▶ **Exercise requirements**
Filter the data for lines with the word "ThresholdStrategy" and copy those lines.

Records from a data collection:
# # # # # # #

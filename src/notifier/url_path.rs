//! GET-with-payload-in-path notifier.

use crate::error::{MonitorError, Result};
use crate::notifier::Notifier;
use async_trait::async_trait;
use reqwest::{Client, StatusCode, Url};
use std::time::Duration;

/// Sends `GET {endpoint}/{payload}` with the payload percent-encoded as a
/// single path segment, e.g. `.../push/34.600%20C`.
#[derive(Debug, Clone)]
pub struct UrlPathNotifier {
    endpoint: Url,
    client: Client,
}

impl UrlPathNotifier {
    /// Create a notifier for `endpoint`. Every request is bounded by `timeout`.
    pub fn new(endpoint: &str, timeout: Duration) -> Result<Self> {
        let endpoint = Url::parse(endpoint).map_err(|e| {
            MonitorError::config_error(format!("Invalid remote endpoint {:?}: {}", endpoint, e))
        })?;

        if !matches!(endpoint.scheme(), "http" | "https") || endpoint.cannot_be_a_base() {
            return Err(MonitorError::config_error(format!(
                "Remote endpoint must be an http(s) URL, got {}",
                endpoint
            )));
        }

        let client = Client::builder()
            .timeout(timeout)
            .build()
            .map_err(|e| MonitorError::config_error(format!("Failed to build HTTP client: {}", e)))?;

        Ok(Self { endpoint, client })
    }

    pub fn endpoint(&self) -> &Url {
        &self.endpoint
    }

    /// Full request URL for a payload.
    pub fn url_for(&self, payload: &str) -> Url {
        let mut url = self.endpoint.clone();
        if let Ok(mut segments) = url.path_segments_mut() {
            segments.pop_if_empty().push(payload);
        }
        url
    }
}

#[async_trait]
impl Notifier for UrlPathNotifier {
    async fn notify(&self, payload: &str) -> Result<()> {
        let url = self.url_for(payload);
        tracing::debug!(url = %url, "GET request");

        let response = self
            .client
            .get(url)
            .send()
            .await
            .map_err(|source| MonitorError::Transport {
                endpoint: self.endpoint.to_string(),
                source,
            })?;
        tracing::debug!(status = %response.status(), "GET finished");

        if response.status() != StatusCode::OK {
            return Err(MonitorError::UnexpectedStatus(response.status().as_u16()));
        }

        Ok(())
    }
}
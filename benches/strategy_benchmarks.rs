use criterion::{black_box, criterion_group, criterion_main, BenchmarkId, Criterion};
use thermowatch::{Event, NotifyStrategy, Reading, TemperatureUnit, ThresholdStrategy};

/// Benchmark edge detection over a saw-tooth temperature trace
fn bench_should_notify(c: &mut Criterion) {
    let events: Vec<Event> = (0..1000)
        .map(|i| Event::from(format!("{:.1}", 30.0 + (i % 50) as f64 * 0.1)))
        .collect();

    c.bench_function("should_notify_1000_events", |b| {
        b.iter(|| {
            let mut strategy = ThresholdStrategy::celsius(32.5);
            events
                .iter()
                .filter(|event| strategy.should_notify(black_box(event)))
                .count()
        })
    });
}

/// Benchmark payload decoration per output unit
fn bench_decorate(c: &mut Criterion) {
    let event = Event::from("34.6");
    let mut group = c.benchmark_group("decorate");

    for unit in [TemperatureUnit::Celsius, TemperatureUnit::Fahrenheit] {
        let strategy = ThresholdStrategy::new(32.5, unit);
        group.bench_with_input(BenchmarkId::from_parameter(unit), &event, |b, event| {
            b.iter(|| strategy.decorate(black_box(event)).expect("Should decorate"))
        });
    }

    group.finish();
}

/// Benchmark serializing readings into events
fn bench_reading_to_event(c: &mut Criterion) {
    let reading = Reading::new(34.625);

    c.bench_function("reading_to_event", |b| {
        b.iter(|| black_box(&reading).to_event())
    });
}

criterion_group!(benches, bench_should_notify, bench_decorate, bench_reading_to_event);
criterion_main!(benches);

# # # # # # #

▶ **Reply to the exercise**
use thermowatch::{Event, NotifyStrategy, Reading, TemperatureUnit, ThresholdStrategy};
            let mut strategy = ThresholdStrategy::celsius(32.5);
        let strategy = ThresholdStrategy::new(32.5, unit);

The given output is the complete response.